* **Material provided**:
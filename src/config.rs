//! Harvester configuration

use crate::checkpoint::{DEFAULT_JSON_PATH, DEFAULT_TXT_PATH};
use crate::error::ConfigError;
use crate::proxy::crawler::CrawlerConfig;
use crate::proxy::parser::DEFAULT_BATCH_CAP;
use crate::proxy::sources::default_catalog;
use crate::store::DEFAULT_STORE_CAPACITY;
use std::path::PathBuf;
use std::time::Duration;

/// Default number of URLs launched per batch
pub const DEFAULT_BATCH_SIZE: usize = 20;

/// Default ceiling on concurrent fetch workers
pub const DEFAULT_MAX_WORKERS: usize = 50;

/// Default minimum time between checkpoints in seconds
pub const DEFAULT_SAVE_INTERVAL_SECS: u64 = 10;

/// Default minimum time between statistics displays in seconds
pub const DEFAULT_STATS_INTERVAL_SECS: u64 = 30;

/// Default pause between cycles in seconds
pub const DEFAULT_CYCLE_PAUSE_SECS: u64 = 8;

/// Default bound on the shutdown drain in seconds
pub const DEFAULT_DRAIN_TIMEOUT_SECS: u64 = 30;

/// Configuration for a harvest run
#[derive(Debug, Clone)]
pub struct HarvestConfig {
    /// URLs visited once per cycle, in order
    pub sources: Vec<String>,
    pub batch_size: usize,
    pub max_workers: usize,
    pub save_interval: Duration,
    pub stats_interval: Duration,
    pub cycle_pause: Duration,
    pub drain_timeout: Duration,
    pub store_capacity: usize,
    /// Per-document record cap
    pub batch_cap: usize,
    pub json_path: PathBuf,
    pub txt_path: PathBuf,
    /// Random delays before each fetch and between launches
    pub throttle: bool,
    /// Stop after this many cycles; `None` runs until cancelled
    pub max_cycles: Option<u64>,
    pub crawler: CrawlerConfig,
}

impl Default for HarvestConfig {
    fn default() -> Self {
        Self {
            sources: default_catalog(),
            batch_size: DEFAULT_BATCH_SIZE,
            max_workers: DEFAULT_MAX_WORKERS,
            save_interval: Duration::from_secs(DEFAULT_SAVE_INTERVAL_SECS),
            stats_interval: Duration::from_secs(DEFAULT_STATS_INTERVAL_SECS),
            cycle_pause: Duration::from_secs(DEFAULT_CYCLE_PAUSE_SECS),
            drain_timeout: Duration::from_secs(DEFAULT_DRAIN_TIMEOUT_SECS),
            store_capacity: DEFAULT_STORE_CAPACITY,
            batch_cap: DEFAULT_BATCH_CAP,
            json_path: PathBuf::from(DEFAULT_JSON_PATH),
            txt_path: PathBuf::from(DEFAULT_TXT_PATH),
            throttle: true,
            max_cycles: None,
            crawler: CrawlerConfig::default(),
        }
    }
}

impl HarvestConfig {
    pub fn new() -> Self {
        Self::default()
    }

    pub fn with_sources(mut self, sources: Vec<String>) -> Self {
        self.sources = sources;
        self
    }

    pub fn with_batch_size(mut self, batch_size: usize) -> Self {
        self.batch_size = batch_size;
        self
    }

    pub fn with_max_workers(mut self, max_workers: usize) -> Self {
        self.max_workers = max_workers;
        self
    }

    pub fn with_save_interval(mut self, interval: Duration) -> Self {
        self.save_interval = interval;
        self
    }

    pub fn with_stats_interval(mut self, interval: Duration) -> Self {
        self.stats_interval = interval;
        self
    }

    pub fn with_cycle_pause(mut self, pause: Duration) -> Self {
        self.cycle_pause = pause;
        self
    }

    pub fn with_drain_timeout(mut self, timeout: Duration) -> Self {
        self.drain_timeout = timeout;
        self
    }

    pub fn with_store_capacity(mut self, capacity: usize) -> Self {
        self.store_capacity = capacity;
        self
    }

    pub fn with_batch_cap(mut self, batch_cap: usize) -> Self {
        self.batch_cap = batch_cap;
        self
    }

    pub fn with_output_paths(mut self, json: impl Into<PathBuf>, txt: impl Into<PathBuf>) -> Self {
        self.json_path = json.into();
        self.txt_path = txt.into();
        self
    }

    pub fn with_throttle(mut self, throttle: bool) -> Self {
        self.throttle = throttle;
        self
    }

    pub fn with_max_cycles(mut self, max_cycles: Option<u64>) -> Self {
        self.max_cycles = max_cycles;
        self
    }

    pub fn with_crawler(mut self, crawler: CrawlerConfig) -> Self {
        self.crawler = crawler;
        self
    }

    /// URLs launched together: the batch size, bounded by the worker ceiling
    pub fn effective_batch_size(&self) -> usize {
        self.batch_size.min(self.max_workers)
    }

    pub fn validate(&self) -> Result<(), ConfigError> {
        if self.sources.is_empty() {
            return Err(ConfigError::EmptyCatalog);
        }
        let sizes = [
            ("batch size", self.batch_size),
            ("max workers", self.max_workers),
            ("store capacity", self.store_capacity),
            ("batch cap", self.batch_cap),
        ];
        for (name, value) in sizes {
            if value == 0 {
                return Err(ConfigError::Zero(name));
            }
        }
        if self.max_cycles == Some(0) {
            return Err(ConfigError::Zero("cycle count"));
        }
        Ok(())
    }
}
//! Source fetching
//!
//! This module provides:
//! - The [`Fetcher`] seam the scheduler pulls documents through
//! - [`ProxyCrawler`], the HTTP implementation with identity rotation,
//!   connect/total timeouts and a body size cap

use crate::error::FetchError;
use crate::proxy::sources::USER_AGENTS;
use crate::Result;
use async_trait::async_trait;
use rand::seq::SliceRandom;
use reqwest::header::USER_AGENT;
use reqwest::{redirect, Client, StatusCode};
use std::time::Duration;
use tracing::warn;

/// Default total timeout for HTTP requests in seconds
const DEFAULT_TIMEOUT_SECS: u64 = 25;

/// Default connect timeout in seconds
const DEFAULT_CONNECT_TIMEOUT_SECS: u64 = 10;

/// Default redirect limit
const DEFAULT_MAX_REDIRECTS: usize = 5;

/// Default cap on a downloaded body (100 MB)
const DEFAULT_MAX_BODY_BYTES: usize = 100 * 1024 * 1024;

/// Fallback identity when the rotation pool is empty
const DEFAULT_USER_AGENT: &str = "Mozilla/5.0 (Windows NT 10.0; Win64; x64) AppleWebKit/537.36 (KHTML, like Gecko) Chrome/122.0.0.0 Safari/537.36";

/// Retrieves the raw bytes behind a source URL
#[async_trait]
pub trait Fetcher: Send + Sync {
    /// Fetch `url`; anything but a non-empty `200 OK` body is an error
    async fn fetch(&self, url: &str) -> std::result::Result<Vec<u8>, FetchError>;
}

/// Configuration for the HTTP crawler
#[derive(Debug, Clone)]
pub struct CrawlerConfig {
    /// Total timeout per request
    pub timeout: Duration,
    /// Timeout for establishing the connection
    pub connect_timeout: Duration,
    /// Identities rotated per request
    pub user_agents: Vec<String>,
    /// Skip TLS certificate verification. On by default, because many
    /// mirrors serve self-signed or expired certificates.
    pub accept_invalid_certs: bool,
    pub max_redirects: usize,
    /// Bodies are truncated beyond this many bytes
    pub max_body_bytes: usize,
}

impl Default for CrawlerConfig {
    fn default() -> Self {
        Self {
            timeout: Duration::from_secs(DEFAULT_TIMEOUT_SECS),
            connect_timeout: Duration::from_secs(DEFAULT_CONNECT_TIMEOUT_SECS),
            user_agents: USER_AGENTS.iter().map(|ua| ua.to_string()).collect(),
            accept_invalid_certs: true,
            max_redirects: DEFAULT_MAX_REDIRECTS,
            max_body_bytes: DEFAULT_MAX_BODY_BYTES,
        }
    }
}

impl CrawlerConfig {
    pub fn new() -> Self {
        Self::default()
    }

    pub fn with_timeout(mut self, timeout: Duration) -> Self {
        self.timeout = timeout;
        self
    }

    pub fn with_connect_timeout(mut self, timeout: Duration) -> Self {
        self.connect_timeout = timeout;
        self
    }

    pub fn with_user_agents(mut self, user_agents: Vec<String>) -> Self {
        self.user_agents = user_agents;
        self
    }

    pub fn with_accept_invalid_certs(mut self, accept: bool) -> Self {
        self.accept_invalid_certs = accept;
        self
    }

    pub fn with_max_body_bytes(mut self, max_body_bytes: usize) -> Self {
        self.max_body_bytes = max_body_bytes;
        self
    }
}

/// HTTP fetcher for proxy sources
pub struct ProxyCrawler {
    config: CrawlerConfig,
    client: Client,
}

impl ProxyCrawler {
    /// Create a new crawler with default configuration
    pub fn new() -> Result<Self> {
        Self::with_config(CrawlerConfig::default())
    }

    /// Create a new crawler with custom configuration
    pub fn with_config(config: CrawlerConfig) -> Result<Self> {
        let client = Client::builder()
            .timeout(config.timeout)
            .connect_timeout(config.connect_timeout)
            .redirect(redirect::Policy::limited(config.max_redirects))
            .danger_accept_invalid_certs(config.accept_invalid_certs)
            .tcp_keepalive(Duration::from_secs(60))
            .gzip(true)
            .build()?;

        Ok(Self { config, client })
    }

    pub fn config(&self) -> &CrawlerConfig {
        &self.config
    }

    /// Pick a random identity from the pool
    fn user_agent(&self) -> &str {
        self.config
            .user_agents
            .choose(&mut rand::thread_rng())
            .map_or(DEFAULT_USER_AGENT, String::as_str)
    }
}

#[async_trait]
impl Fetcher for ProxyCrawler {
    async fn fetch(&self, url: &str) -> std::result::Result<Vec<u8>, FetchError> {
        let user_agent = self.user_agent().to_string();
        let mut response = self
            .client
            .get(url)
            .header(USER_AGENT, user_agent)
            .send()
            .await?;

        let status = response.status();
        if status != StatusCode::OK {
            return Err(FetchError::Status(status.as_u16()));
        }

        let limit = self.config.max_body_bytes;
        let mut body = Vec::new();
        while let Some(chunk) = response.chunk().await? {
            let room = limit.saturating_sub(body.len());
            if chunk.len() > room {
                body.extend_from_slice(&chunk[..room]);
                warn!(url, limit, "response body truncated at size cap");
                break;
            }
            body.extend_from_slice(&chunk);
        }

        if body.is_empty() {
            return Err(FetchError::EmptyBody);
        }
        Ok(body)
    }
}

* **Work instruction**:
Could you retype exactly the lines from the one containing "let limit = self.config.max_body_bytes;" through the final line of the data above, and no others?

* **Exercise response**:
        let limit = self.config.max_body_bytes;
        let mut body = Vec::new();
        while let Some(chunk) = response.chunk().await? {
            let room = limit.saturating_sub(body.len());
            if chunk.len() > room {
                body.extend_from_slice(&chunk[..room]);
                warn!(url, limit, "response body truncated at size cap");
                break;
            }
            body.extend_from_slice(&chunk);
        }

        if body.is_empty() {
            return Err(FetchError::EmptyBody);
        }
        Ok(body)
    }
}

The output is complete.